The next day, which dawned clear and promising after the previous afternoon’s rainstorm (you can’t have a camping trip without encountering at least a bit of rain, can you?), we visited a splendid farmers’ market in the nearby town of Riez, showcasing everything from beautiful soaps to tantalizing cheeses to cheerful table linens to perfectly ripe melons.
After a picnic lunch, we drove a little ways into the impressive Verdun Gorge before returning to lake level and renting canoes for a couple of hours. The man-made lake extends part of the way into the gorge, allowing for easy access to views of the cliffs shaped by the waters that apparently raged there in earlier times.
The next day we carried on north, enjoying views of the Rhône-Alpes, stopping briefly in Grenoble, and eventually landing in Geneva, where we’d booked a campsite right on the lake. The last day of our loop we drove across all of Switzerland, passing lake after lake, quaint villages, and even a glimpse of Mont Blanc in the far distance.
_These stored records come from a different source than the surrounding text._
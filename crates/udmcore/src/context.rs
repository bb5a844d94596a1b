use crate::allocator::Allocator;
use crate::config::EngineConfig;
use crate::directory::DirectoryClient;
use crate::error::{Result, UdmError};
use crate::module::{ModuleRegistry, ObjectType};
use crate::object::DirectoryObject;
use std::rc::Rc;

/// Collaborators shared by every object of one session.
///
/// Cloning is cheap; all parts are reference counted.
#[derive(Clone)]
pub struct Context {
    pub directory: Rc<dyn DirectoryClient>,
    pub allocator: Rc<dyn Allocator>,
    pub modules: Rc<ModuleRegistry>,
    pub config: Rc<EngineConfig>,
}

impl Context {
    pub fn new(
        directory: Rc<dyn DirectoryClient>,
        allocator: Rc<dyn Allocator>,
        config: EngineConfig,
    ) -> Self {
        Self {
            directory,
            allocator,
            modules: Rc::new(ModuleRegistry::builtin()),
            config: Rc::new(config),
        }
    }

    pub fn with_modules(mut self, modules: ModuleRegistry) -> Self {
        self.modules = Rc::new(modules);
        self
    }

    pub fn object_type(&self, name: &str) -> Result<Rc<ObjectType>> {
        self.modules.get(name)
    }

    /// Type of the entry at `dn`, if it exists and is recognized.
    pub fn identify(&self, dn: &str) -> Result<Option<Rc<ObjectType>>> {
        Ok(self
            .directory
            .get(dn)?
            .and_then(|attrs| self.modules.identify(dn, &attrs)))
    }

    /// A new, unsaved object of type `name` to be created below `position`.
    pub fn new_object(&self, name: &str, position: &str) -> Result<DirectoryObject> {
        DirectoryObject::new(self.clone(), self.object_type(name)?, position)
    }

    /// Load and open the entry at `dn`, recognizing its type.
    pub fn open(&self, dn: &str) -> Result<DirectoryObject> {
        let object_type = self
            .identify(dn)?
            .ok_or_else(|| UdmError::NotFound(format!("no recognized object at {}", dn)))?;
        let mut object = DirectoryObject::load(self.clone(), object_type, dn)?;
        object.open()?;
        Ok(object)
    }

    /// Load and open the entry at `dn` as type `name`.
    pub fn open_as(&self, name: &str, dn: &str) -> Result<DirectoryObject> {
        let mut object = DirectoryObject::load(self.clone(), self.object_type(name)?, dn)?;
        object.open()?;
        Ok(object)
    }
}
Arriving back in Rankweil at Rebecca’s home, we were greeted by her parents and their warm-hearted hospitality. To finish off the trip with the best of local cuisine, her mom even made a huge batch of Käsespätzle. The closest thing I can think of is American macaroni and cheese (made with small dumplings instead of macaroni and with very strong “mountain cheese”) — but perhaps the primary similarity is that both foods qualify as quintessential “comfort food.”